Snapchat users create an average of 5 billion snaps, or messages, every day. You read that correctly: 5 billion. And here’s the thing: That’s just photo and video messages, not text-based ones. Its youngish users, what Snap refers to as “the Snapchat generation,” are 150 percent more likely to prefer communicating with images instead of words. That’s a big part of why, back in 2016, Spiegel began insisting Snap was a camera company.

Snapchat users also love AR filters, or lenses as the company calls them. In the first quarter of 2021, the number of Snapchatters applying filters grew 40 percent from a year ago. The “extended reality” glasses, to borrow the nerdy phrase from Qualcomm, are quite literally a way of extending that reach, of ensuring that no matter where you go—that even if you’re determined to look away from your phone—Snap’s lenses are right in front of you. There’s all kinds of potential there, beyond sheer art. It’s not hard to imagine ads, or commerce buttons, appearing in front of your very eyes.

But Snap’s insistence that it’s a camera company raises an obvious point: Glasses aside, it doesn’t actually sell cameras (despite yearlong rumors that it is making a drone). Its “camera” is a software tool, a conduit for snaps and filters and streaks, a portal through which 280 million daily active users enthusiastically connect with friends. It doesn’t own the biggest camera platforms in the world; Apple and Google do, through their mobile operating systems. Snapchat is unlikely to ever be the camera you access when you double-tap on that shortcut button to your phone’s camera. And Snap’s platform is just as unlikely to reach the scale of Facebook’s 1.8 billion daily active users.
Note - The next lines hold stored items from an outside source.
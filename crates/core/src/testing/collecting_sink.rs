//! Progress sink that records every snapshot.

use std::sync::Mutex;

use crate::progress::{ProgressSink, ProgressSnapshot};

/// Records snapshots for later assertions.
#[derive(Debug, Default)]
pub struct CollectingSink {
    snapshots: Mutex<Vec<ProgressSnapshot>>,
}

impl CollectingSink {
    pub fn new() -> Self {
        Self::default()
    }

    /// All snapshots received so far, in delivery order.
    pub fn snapshots(&self) -> Vec<ProgressSnapshot> {
        self.snapshots
            .lock()
            .map(|s| s.clone())
            .unwrap_or_default()
    }

    /// The latest snapshot, if any.
    pub fn last(&self) -> Option<ProgressSnapshot> {
        self.snapshots.lock().ok().and_then(|s| s.last().cloned())
    }

    pub fn len(&self) -> usize {
        self.snapshots.lock().map(|s| s.len()).unwrap_or(0)
    }

    pub fn is_empty(&self) -> bool {
        self.len() == 0
    }
}

impl ProgressSink for CollectingSink {
    fn on_progress(&self, snapshot: &ProgressSnapshot) {
        if let Ok(mut snapshots) = self.snapshots.lock() {
            snapshots.push(snapshot.clone());
        }
    }
}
These comparisons normally wouldn’t seem apt except, well, Apple and Google and Facebook are also deeply invested in AR and are developing new forms of AR glasses. Spiegel seems unwilling to poke the beast when I ask him about these competitors, or about Apple and Google’s duopoly in the smartphone software market.

“I wouldn’t necessarily make the same juxtaposition that you have,” Spiegel says. “I think when people are engaging with Snapchat, the intent is very different.” He believes that for the past 10 years people have used their smartphones to essentially document things, to snap photos at birthday parties, but that Snapchat has “helped people use the camera in a totally different way.”
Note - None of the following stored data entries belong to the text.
//! Metrics middleware for API routes.

use axum::{body::Body, http::Request, middleware::Next, response::Response};
use std::time::Instant;

use crate::metrics::{
    normalize_path, HTTP_REQUESTS_IN_FLIGHT, HTTP_REQUESTS_TOTAL, HTTP_REQUEST_DURATION,
};

/// Metrics middleware that tracks HTTP request duration and counts.
///
/// This middleware records:
/// - Request duration (histogram)
/// - Request count (counter)
/// - Requests in flight (gauge)
pub async fn metrics_middleware(request: Request<Body>, next: Next) -> Response {
    let start = Instant::now();
    let method = request.method().to_string();
    let path = normalize_path(request.uri().path());

    HTTP_REQUESTS_IN_FLIGHT.inc();

    let response = next.run(request).await;

    HTTP_REQUESTS_IN_FLIGHT.dec();

    let duration = start.elapsed().as_secs_f64();
    let status = response.status().as_u16().to_string();

    HTTP_REQUEST_DURATION
        .with_label_values(&[&method, &path, &status])
        .observe(duration);
    HTTP_REQUESTS_TOTAL
        .with_label_values(&[&method, &path, &status])
        .inc();

    response
}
Spiegel is correct about one thing: Snap, née Snapchat, has led people to use apps in totally different ways. It paved the way for disappearing messages, it popularized AR filters on our phones, and it made 24-hour “stories” a permanent part of our social media experience across so many apps. It now thinks it can set the stage for truly immersive AR glasses, competitors be damned. Someday, you might even buy a pair.

Update, May 20, 2021 at 3 pm: This story was updated to clarify the difference between Snapchat apps and Lenses.